§ **Work task**
Start at the line below containing "pub fn is_signed_out(&self)" and stop at the line containing "token record exists". Repeat every line of that stretch exactly, and nothing outside it.

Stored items
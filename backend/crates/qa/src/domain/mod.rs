//! Domain Layer

pub mod entity;
pub mod repository;

pub use entity::{answer::Answer, question::Question};
pub use repository::{AnswerRepository, QaUnitOfWork, QuestionRepository};
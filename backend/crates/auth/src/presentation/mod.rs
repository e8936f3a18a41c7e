//! Presentation Layer
//!
//! HTTP handlers, DTOs, extractors and router.

pub mod dto;
pub mod extract;
pub mod handlers;
pub mod router;

pub use extract::BearerToken;
pub use handlers::{ACCESS_TOKEN_HEADER, AuthAppState};
pub use router::auth_router;
//! Check Session Use Case
//!
//! Resolves a bearer token to its user and sign-in state. A signed-out
//! token still resolves; callers decide how to report it.

use chrono::{DateTime, Utc};
use platform::{bearer::strip_bearer, token::token_digest};

use crate::domain::entity::user::User;
use crate::domain::repository::{AccessTokenRepository, UserRepository};
use crate::error::{AuthError, AuthResult};

#[derive(Debug, Clone)]
pub struct SessionInfo {
    pub user: User,
    pub login_at: DateTime<Utc>,
    pub logout_at: Option<DateTime<Utc>>,
}

impl SessionInfo {
    pub fn is_signed_out(&self) -> bool {
        self.logout_at.is_some()
    }
}

#[derive(Debug, Clone, Copy, Default)]
pub struct CheckSessionUseCase;

impl CheckSessionUseCase {
    pub fn new() -> Self {
        Self
    }

    /// Fails with [`AuthError::NotSignedIn`] when no token record exists
    pub async fn execute<T>(&self, tx: &mut T, bearer: &str) -> AuthResult<SessionInfo>
    where
        T: UserRepository + AccessTokenRepository + Send,
    {
        let raw = strip_bearer(bearer);
        if raw.is_empty() {
            return Err(AuthError::NotSignedIn);
        }

        let token = tx
            .find_token(&token_digest(raw))
            .await?
            .ok_or(AuthError::NotSignedIn)?;

        // the FK cascade removes tokens with their user, so this only trips on
        // a concurrent delete
        let user = tx
            .find_user_by_id(&token.user_id)
            .await?
            .ok_or(AuthError::NotSignedIn)?;

        Ok(SessionInfo {
            user,
            login_at: token.login_at,
            logout_at: token.logout_at,
        })
    }
}
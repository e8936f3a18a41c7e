//! Application Configuration

use platform::token::ACCESS_TOKEN_BYTES;

#[derive(Debug, Clone)]
pub struct AuthConfig {
    /// Application-wide secret mixed into every password hash
    pub password_pepper: Option<Vec<u8>>,
    /// Random bytes per issued access token
    pub access_token_bytes: usize,
}

impl Default for AuthConfig {
    fn default() -> Self {
        Self {
            password_pepper: None,
            access_token_bytes: ACCESS_TOKEN_BYTES,
        }
    }
}

impl AuthConfig {
    pub fn with_pepper(pepper: Vec<u8>) -> Self {
        Self {
            password_pepper: Some(pepper),
            ..Default::default()
        }
    }

    /// Read `PASSWORD_PEPPER` (standard base64) if it is set
    pub fn from_env() -> Result<Self, base64::DecodeError> {
        match std::env::var("PASSWORD_PEPPER") {
            Ok(encoded) if !encoded.trim().is_empty() => {
                Ok(Self::with_pepper(platform::crypto::from_base64(encoded.trim())?))
            }
            _ => Ok(Self::default()),
        }
    }

    pub fn pepper(&self) -> Option<&[u8]> {
        self.password_pepper.as_deref()
    }
}
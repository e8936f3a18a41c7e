//! Q&A (Questions and Answers) Backend Module
//!
//! Clean Architecture structure:
//! - `domain/` - Question and answer entities, repository traits
//! - `application/` - Question and answer lifecycles
//! - `infra/` - Repository impls on the `auth` units of work (PostgreSQL, memory)
//! - `presentation/` - HTTP handlers, DTOs, router
//!
//! Every operation authorizes through `auth` inside the same unit of work
//! that reads and writes the question and answer tables.

pub mod application;
pub mod domain;
pub mod error;
pub mod infra;
pub mod presentation;


pub use application::{AnswerLifecycle, QuestionLifecycle};
pub use error::{QaError, QaResult};
pub use infra::memory::{QaMemoryStore, QaTables};
pub use presentation::router::qa_router;
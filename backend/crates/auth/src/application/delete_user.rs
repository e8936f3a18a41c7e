//! Delete User Use Case
//!
//! Admin only. Removes the account with its tokens, questions and answers.

use kernel::id::UserId;

use crate::application::authorize::AuthorizeUseCase;
use crate::domain::entity::user::User;
use crate::domain::policy::Action;
use crate::domain::repository::{AccessTokenRepository, UserRepository};
use crate::error::{AuthError, AuthResult};

#[derive(Debug, Clone, Copy, Default)]
pub struct DeleteUserUseCase {
    authorize: AuthorizeUseCase,
}

impl DeleteUserUseCase {
    pub fn new() -> Self {
        Self::default()
    }

    pub async fn execute<T>(&self, tx: &mut T, user_id: &str, bearer: &str) -> AuthResult<User>
    where
        T: UserRepository + AccessTokenRepository + Send,
    {
        let admin = self.authorize.execute(tx, bearer, Action::DeleteUser).await?;

        let not_found =
            || AuthError::UserNotFound("User with entered uuid to be deleted does not exist");
        let user_id = UserId::parse_str(user_id).map_err(|_| not_found())?;

        let deleted = tx.delete_user(&user_id).await?.ok_or_else(not_found)?;

        tracing::info!(
            user_id = %deleted.user_id,
            deleted_by = %admin.user_id,
            "User deleted"
        );
        Ok(deleted)
    }
}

§ **Solution for this problem**
    pub fn is_signed_out(&self) -> bool {
        self.logout_at.is_some()
    }
}

#[derive(Debug, Clone, Copy, Default)]
pub struct CheckSessionUseCase;

impl CheckSessionUseCase {
    pub fn new() -> Self {
        Self
    }

    /// Fails with [`AuthError::NotSignedIn`] when no token record exists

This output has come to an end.